| Your instructions |
Copy out the entries below exactly as they stand, but only from the line containing "use std::str::FromStr;" through the line containing "a program coefficient.".

| Records for this task |
-.-.-
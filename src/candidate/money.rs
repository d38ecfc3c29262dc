use std::str::FromStr;

use rust_decimal::prelude::{FromPrimitive, ToPrimitive};
use rust_decimal::{Decimal, RoundingStrategy};
use serde_json::Value;

/// Currency precision used for every budget comparison.
pub const CURRENCY_SCALE: u32 = 2;

pub fn round_cents(value: Decimal) -> Decimal {
    value.round_dp_with_strategy(CURRENCY_SCALE, RoundingStrategy::MidpointAwayFromZero)
}

/// Whole cents as an integer-valued float, for use as a program coefficient.
pub fn to_cents_f64(value: Decimal) -> f64 {
    (round_cents(value) * Decimal::ONE_HUNDRED)
        .to_f64()
        .unwrap_or(f64::MAX)
}

pub fn from_f64(value: f64) -> Option<Decimal> {
    if !value.is_finite() {
        return None;
    }
    Decimal::from_f64(value).map(round_cents)
}

pub fn scale(amount: Decimal, factor: f64) -> Option<Decimal> {
    let factor = Decimal::from_f64(factor)?;
    amount.checked_mul(factor).map(round_cents)
}

/// Parses a currency amount from a JSON number or a loosely formatted string
/// such as `"$1,250.00"`.
pub fn parse_amount(value: &Value) -> Result<Decimal, String> {
    match value {
        Value::Number(n) => {
            let text = n.to_string();
            Decimal::from_str(&text)
                .or_else(|_| Decimal::from_scientific(&text))
                .map(round_cents)
                .map_err(|e| format!("is not a valid amount ({text}: {e})"))
        }
        Value::String(s) => {
            let sanitized = sanitize_numeric(s);
            if sanitized.is_empty() {
                return Err("is empty".to_string());
            }
            Decimal::from_str(&sanitized)
                .or_else(|_| Decimal::from_scientific(&sanitized))
                .map(round_cents)
                .map_err(|_| format!("is not a valid amount ({s:?})"))
        }
        Value::Null => Err("is required".to_string()),
        other => Err(format!("has unsupported type ({other})")),
    }
}

/// Parses a plain scalar (benefit, score, condition index).
pub fn parse_scalar(value: &Value) -> Result<f64, String> {
    let parsed = match value {
        Value::Number(n) => n
            .as_f64()
            .ok_or_else(|| format!("is not representable ({n})"))?,
        Value::String(s) => {
            let sanitized = sanitize_numeric(s);
            if sanitized.is_empty() {
                return Err("is empty".to_string());
            }
            sanitized
                .parse::<f64>()
                .map_err(|_| format!("is not a number ({s:?})"))?
        }
        Value::Null => return Err("is required".to_string()),
        other => return Err(format!("has unsupported type ({other})")),
    };
    if !parsed.is_finite() {
        return Err(format!("must be finite (got {parsed})"));
    }
    Ok(parsed)
}

pub fn parse_optional_scalar(value: &Value) -> Result<Option<f64>, String> {
    match value {
        Value::Null => Ok(None),
        Value::String(s) if s.trim().is_empty() => Ok(None),
        other => parse_scalar(other).map(Some),
    }
}

fn sanitize_numeric(raw: &str) -> String {
    raw.trim()
        .chars()
        .filter(|c| !matches!(c, ',' | '_' | '$' | '%' | ' '))
        .collect()
}

#[cfg(test)]
mod tests {
    use rust_decimal_macros::dec;
    use serde_json::json;

    use super::*;

    #[test]
    fn parses_loose_currency_strings() {
        assert_eq!(parse_amount(&json!("$1,250.00")), Ok(dec!(1250.00)));
        assert_eq!(parse_amount(&json!(" 99.999 ")), Ok(dec!(100.00)));
        assert_eq!(parse_amount(&json!(10.005)), Ok(dec!(10.01)));
        assert!(parse_amount(&json!("abc")).is_err());
        assert!(parse_amount(&json!(null)).is_err());
        assert!(parse_amount(&json!(true)).is_err());
    }

    #[test]
    fn parses_scalars_with_percent_suffix() {
        assert_eq!(parse_scalar(&json!("12%")), Ok(12.0));
        assert_eq!(parse_scalar(&json!(3.5)), Ok(3.5));
        assert_eq!(parse_optional_scalar(&json!("")), Ok(None));
        assert!(parse_scalar(&json!("NaN")).is_err());
    }

    #[test]
    fn scales_and_rounds_budgets() {
        assert_eq!(scale(dec!(1000), 0.8), Some(dec!(800.00)));
        assert_eq!(scale(dec!(333.33), 1.1), Some(dec!(366.66)));
        assert_eq!(to_cents_f64(dec!(12.34)), 1234.0);
    }
}
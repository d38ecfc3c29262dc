pub mod candidate;
pub mod config;
pub mod constraints;
pub mod error;
pub mod optimizer;
pub mod output;
pub mod portfolio;
pub mod ranking;
pub mod server;
pub mod snapshot;

pub use candidate::{normalize, Candidate, ConditionProfile, RawCandidate};
pub use constraints::{build, ConstraintOptions, ConstraintSet};
pub use error::{CandidateIssue, ValidationError};
pub use optimizer::{
    optimize, AllocationResult, AllocationSolver, Method, MilpSolver, Objective, Optimizer,
};
pub use portfolio::{aggregate, compare, MetricsComparison, PortfolioMetrics};
pub use ranking::{rank, RankedCandidate};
-.-.-
| Response to this task |
use std::str::FromStr;

use rust_decimal::prelude::{FromPrimitive, ToPrimitive};
use rust_decimal::{Decimal, RoundingStrategy};
use serde_json::Value;

/// Currency precision used for every budget comparison.
pub const CURRENCY_SCALE: u32 = 2;

pub fn round_cents(value: Decimal) -> Decimal {
    value.round_dp_with_strategy(CURRENCY_SCALE, RoundingStrategy::MidpointAwayFromZero)
}

/// Whole cents as an integer-valued float, for use as a program coefficient.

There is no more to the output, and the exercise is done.